*** Opening Records to process ***

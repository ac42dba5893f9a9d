use std::collections::HashMap;
use std::fs;
use std::io::Write;
use std::path::{Path, PathBuf};

use serde::{Deserialize, Serialize};
use thiserror::Error;

const MAX_SESSION_ID_LEN: usize = 128;

#[derive(Debug, Error)]
pub enum SessionError {
    #[error("cannot prepare session dir {path:?}: {source}")]
    Dir {
        path: PathBuf,
        source: std::io::Error,
    },
    #[error("session file {path:?}: {source}")]
    Io {
        path: PathBuf,
        source: std::io::Error,
    },
    #[error("session file {path:?} is corrupt: {source}")]
    Decode {
        path: PathBuf,
        source: serde_json::Error,
    },
    #[error("cannot encode session: {0}")]
    Encode(#[from] serde_json::Error),
}

#[derive(Debug, Clone, Default, PartialEq, Eq, Serialize, Deserialize)]
pub struct Session {
    pub history: String,
    pub tokens: usize,
    #[serde(skip)]
    pub ephemeral: bool,
}

/// Session id → conversation history. Lives inside the scheduler lock.
#[derive(Debug, Default)]
pub struct SessionStore {
    swap_dir: Option<PathBuf>,
    sessions: HashMap<String, Session>,
}

impl SessionStore {
    pub fn in_memory() -> Self {
        Self::default()
    }

    pub fn with_swap_dir(dir: &Path) -> Result<Self, SessionError> {
        fs::create_dir_all(dir).map_err(|source| SessionError::Dir {
            path: dir.to_path_buf(),
            source,
        })?;
        Ok(Self {
            swap_dir: Some(dir.to_path_buf()),
            sessions: HashMap::new(),
        })
    }

    pub fn len(&self) -> usize {
        self.sessions.len()
    }

    pub fn is_empty(&self) -> bool {
        self.sessions.is_empty()
    }

    pub fn contains(&self, id: &str) -> bool {
        self.sessions.contains_key(id)
    }

    /// In-memory entry, loading the persisted file on first reference.
    pub fn entry(&mut self, id: &str) -> &mut Session {
        if !self.sessions.contains_key(id) {
            let loaded = match self.load(id) {
                Ok(Some(session)) => {
                    tracing::debug!(session = id, tokens = session.tokens, "session loaded from disk");
                    session
                }
                Ok(None) => Session::default(),
                Err(err) => {
                    tracing::warn!(session = id, error = %err, "ignoring unreadable session file");
                    Session::default()
                }
            };
            self.sessions.insert(id.to_string(), loaded);
        }
        self.sessions.entry(id.to_string()).or_default()
    }

    /// Resets the session when `tokens + predict/2 + 4` would not fit in `context`.
    /// Returns true when a reset happened.
    pub fn enforce_budget(&mut self, id: &str, predict: usize, context: usize) -> bool {
        let session = self.entry(id);
        if session.tokens + predict / 2 + 4 <= context {
            return false;
        }
        let dropped = session.tokens;
        session.history.clear();
        session.tokens = 0;
        let ephemeral = session.ephemeral;
        if !ephemeral {
            self.delete_file(id);
        }
        tracing::info!(session = id, dropped_tokens = dropped, context, "session over budget, reset");
        true
    }

    pub fn history(&mut self, id: &str) -> String {
        self.entry(id).history.clone()
    }

    /// Stores the engine's raw text as the new history and persists it.
    pub fn record(&mut self, id: &str, history: String, output_tokens: usize) {
        let session = self.entry(id);
        session.history = history;
        session.tokens += output_tokens;
        if session.ephemeral {
            return;
        }
        let snapshot = session.clone();
        if let Err(err) = self.persist(id, &snapshot) {
            tracing::warn!(session = id, error = %err, "session persist failed");
        }
    }

    /// In-memory only session holding a ready-made chat history.
    pub fn seed_ephemeral(&mut self, id: &str, history: String) {
        self.sessions.insert(
            id.to_string(),
            Session {
                history,
                tokens: 0,
                ephemeral: true,
            },
        );
    }

    pub fn remove(&mut self, id: &str) -> Option<Session> {
        self.sessions.remove(id)
    }

    fn session_path(&self, id: &str) -> Option<PathBuf> {
        let dir = self.swap_dir.as_ref()?;
        is_safe_id(id).then(|| dir.join(format!("{}.json", id)))
    }

    fn load(&self, id: &str) -> Result<Option<Session>, SessionError> {
        let Some(path) = self.session_path(id) else {
            return Ok(None);
        };
        let raw = match fs::read(&path) {
            Ok(raw) => raw,
            Err(err) if err.kind() == std::io::ErrorKind::NotFound => return Ok(None),
            Err(source) => return Err(SessionError::Io { path, source }),
        };
        let session = serde_json::from_slice(&raw)
            .map_err(|source| SessionError::Decode { path, source })?;
        Ok(Some(session))
    }

    fn persist(&self, id: &str, session: &Session) -> Result<(), SessionError> {
        let (Some(dir), Some(path)) = (self.swap_dir.as_ref(), self.session_path(id)) else {
            return Ok(());
        };
        let payload = serde_json::to_vec(session)?;
        write_atomic(dir, &path, &payload)
    }

    fn delete_file(&self, id: &str) {
        let Some(path) = self.session_path(id) else {
            return;
        };
        match fs::remove_file(&path) {
            Ok(()) => tracing::debug!(session = id, "session file removed"),
            Err(err) if err.kind() == std::io::ErrorKind::NotFound => {}
            Err(err) => tracing::warn!(session = id, error = %err, "cannot remove session file"),
        }
    }
}

/// Only `[A-Za-z0-9_-]` ids up to 128 chars map onto a file name.
pub fn is_safe_id(id: &str) -> bool {
    !id.is_empty()
        && id.len() <= MAX_SESSION_ID_LEN
        && id
            .bytes()
            .all(|b| b.is_ascii_alphanumeric() || b == b'_' || b == b'-')
}

fn write_atomic(dir: &Path, final_path: &Path, payload: &[u8]) -> Result<(), SessionError> {
    let tmp_path = final_path.with_extension("json.tmp");
    if tmp_path.parent() != Some(dir) || final_path.parent() != Some(dir) {
        return Err(SessionError::Io {
            path: final_path.to_path_buf(),
            source: std::io::Error::new(
                std::io::ErrorKind::InvalidInput,
                "session path escaped swap dir",
            ),
        });
    }
    let io_err = |source: std::io::Error| SessionError::Io {
        path: tmp_path.clone(),
        source,
    };

    let mut tmp_file = fs::OpenOptions::new()
        .write(true)
        .create(true)
        .truncate(true)
        .open(&tmp_path)
        .map_err(io_err)?;

    let written = tmp_file
        .write_all(payload)
        .and_then(|_| tmp_file.sync_all());
    drop(tmp_file);
    if let Err(err) = written {
        let _ = fs::remove_file(&tmp_path);
        return Err(io_err(err));
    }

    if let Err(source) = fs::rename(&tmp_path, final_path) {
        let _ = fs::remove_file(&tmp_path);
        return Err(SessionError::Io {
            path: final_path.to_path_buf(),
            source,
        });
    }
    Ok(())
}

*** Closing Records to process ***

Brief:
The whole listing is needed again, word for word.

Solution:
repository ac42dba5893f9a9d
use std::collections::HashMap;
use std::fs;
use std::io::Write;
use std::path::{Path, PathBuf};

use serde::{Deserialize, Serialize};
use thiserror::Error;

const MAX_SESSION_ID_LEN: usize = 128;

#[derive(Debug, Error)]
pub enum SessionError {
    #[error("cannot prepare session dir {path:?}: {source}")]
    Dir {
        path: PathBuf,
        source: std::io::Error,
    },
    #[error("session file {path:?}: {source}")]
    Io {
        path: PathBuf,
        source: std::io::Error,
    },
    #[error("session file {path:?} is corrupt: {source}")]
    Decode {
        path: PathBuf,
        source: serde_json::Error,
    },
    #[error("cannot encode session: {0}")]
    Encode(#[from] serde_json::Error),
}

#[derive(Debug, Clone, Default, PartialEq, Eq, Serialize, Deserialize)]
pub struct Session {
    pub history: String,
    pub tokens: usize,
    #[serde(skip)]
    pub ephemeral: bool,
}

/// Session id → conversation history. Lives inside the scheduler lock.
#[derive(Debug, Default)]
pub struct SessionStore {
    swap_dir: Option<PathBuf>,
    sessions: HashMap<String, Session>,
}

impl SessionStore {
    pub fn in_memory() -> Self {
        Self::default()
    }

    pub fn with_swap_dir(dir: &Path) -> Result<Self, SessionError> {
        fs::create_dir_all(dir).map_err(|source| SessionError::Dir {
            path: dir.to_path_buf(),
            source,
        })?;
        Ok(Self {
            swap_dir: Some(dir.to_path_buf()),
            sessions: HashMap::new(),
        })
    }

    pub fn len(&self) -> usize {
        self.sessions.len()
    }

    pub fn is_empty(&self) -> bool {
        self.sessions.is_empty()
    }

    pub fn contains(&self, id: &str) -> bool {
        self.sessions.contains_key(id)
    }

    /// In-memory entry, loading the persisted file on first reference.
    pub fn entry(&mut self, id: &str) -> &mut Session {
        if !self.sessions.contains_key(id) {
            let loaded = match self.load(id) {
                Ok(Some(session)) => {
                    tracing::debug!(session = id, tokens = session.tokens, "session loaded from disk");
                    session
                }
                Ok(None) => Session::default(),
                Err(err) => {
                    tracing::warn!(session = id, error = %err, "ignoring unreadable session file");
                    Session::default()
                }
            };
            self.sessions.insert(id.to_string(), loaded);
        }
        self.sessions.entry(id.to_string()).or_default()
    }

    /// Resets the session when `tokens + predict/2 + 4` would not fit in `context`.
    /// Returns true when a reset happened.
    pub fn enforce_budget(&mut self, id: &str, predict: usize, context: usize) -> bool {
        let session = self.entry(id);
        if session.tokens + predict / 2 + 4 <= context {
            return false;
        }
        let dropped = session.tokens;
        session.history.clear();
        session.tokens = 0;
        let ephemeral = session.ephemeral;
        if !ephemeral {
            self.delete_file(id);
        }
        tracing::info!(session = id, dropped_tokens = dropped, context, "session over budget, reset");
        true
    }

    pub fn history(&mut self, id: &str) -> String {
        self.entry(id).history.clone()
    }

    /// Stores the engine's raw text as the new history and persists it.
    pub fn record(&mut self, id: &str, history: String, output_tokens: usize) {
        let session = self.entry(id);
        session.history = history;
        session.tokens += output_tokens;
        if session.ephemeral {
            return;
        }
        let snapshot = session.clone();
        if let Err(err) = self.persist(id, &snapshot) {
            tracing::warn!(session = id, error = %err, "session persist failed");
        }
    }

    /// In-memory only session holding a ready-made chat history.
    pub fn seed_ephemeral(&mut self, id: &str, history: String) {
        self.sessions.insert(
            id.to_string(),
            Session {
                history,
                tokens: 0,
                ephemeral: true,
            },
        );
    }

    pub fn remove(&mut self, id: &str) -> Option<Session> {
        self.sessions.remove(id)
    }

    fn session_path(&self, id: &str) -> Option<PathBuf> {
        let dir = self.swap_dir.as_ref()?;
        is_safe_id(id).then(|| dir.join(format!("{}.json", id)))
    }

    fn load(&self, id: &str) -> Result<Option<Session>, SessionError> {
        let Some(path) = self.session_path(id) else {
            return Ok(None);
        };
        let raw = match fs::read(&path) {
            Ok(raw) => raw,
            Err(err) if err.kind() == std::io::ErrorKind::NotFound => return Ok(None),
            Err(source) => return Err(SessionError::Io { path, source }),
        };
        let session = serde_json::from_slice(&raw)
            .map_err(|source| SessionError::Decode { path, source })?;
        Ok(Some(session))
    }

    fn persist(&self, id: &str, session: &Session) -> Result<(), SessionError> {
        let (Some(dir), Some(path)) = (self.swap_dir.as_ref(), self.session_path(id)) else {
            return Ok(());
        };
        let payload = serde_json::to_vec(session)?;
        write_atomic(dir, &path, &payload)
    }

    fn delete_file(&self, id: &str) {
        let Some(path) = self.session_path(id) else {
            return;
        };
        match fs::remove_file(&path) {
            Ok(()) => tracing::debug!(session = id, "session file removed"),
            Err(err) if err.kind() == std::io::ErrorKind::NotFound => {}
            Err(err) => tracing::warn!(session = id, error = %err, "cannot remove session file"),
        }
    }
}

/// Only `[A-Za-z0-9_-]` ids up to 128 chars map onto a file name.
pub fn is_safe_id(id: &str) -> bool {
    !id.is_empty()
        && id.len() <= MAX_SESSION_ID_LEN
        && id
            .bytes()
            .all(|b| b.is_ascii_alphanumeric() || b == b'_' || b == b'-')
}

fn write_atomic(dir: &Path, final_path: &Path, payload: &[u8]) -> Result<(), SessionError> {
    let tmp_path = final_path.with_extension("json.tmp");
    if tmp_path.parent() != Some(dir) || final_path.parent() != Some(dir) {
        return Err(SessionError::Io {
            path: final_path.to_path_buf(),
            source: std::io::Error::new(
                std::io::ErrorKind::InvalidInput,
                "session path escaped swap dir",
            ),
        });
    }
    let io_err = |source: std::io::Error| SessionError::Io {
        path: tmp_path.clone(),
        source,
    };

    let mut tmp_file = fs::OpenOptions::new()
        .write(true)
        .create(true)
        .truncate(true)
        .open(&tmp_path)
        .map_err(io_err)?;

    let written = tmp_file
        .write_all(payload)
        .and_then(|_| tmp_file.sync_all());
    drop(tmp_file);
    if let Err(err) = written {
        let _ = fs::remove_file(&tmp_path);
        return Err(io_err(err));
    }

    if let Err(source) = fs::rename(&tmp_path, final_path) {
        let _ = fs::remove_file(&tmp_path);
        return Err(SessionError::Io {
            path: final_path.to_path_buf(),
            source,
        });
    }
    Ok(())
}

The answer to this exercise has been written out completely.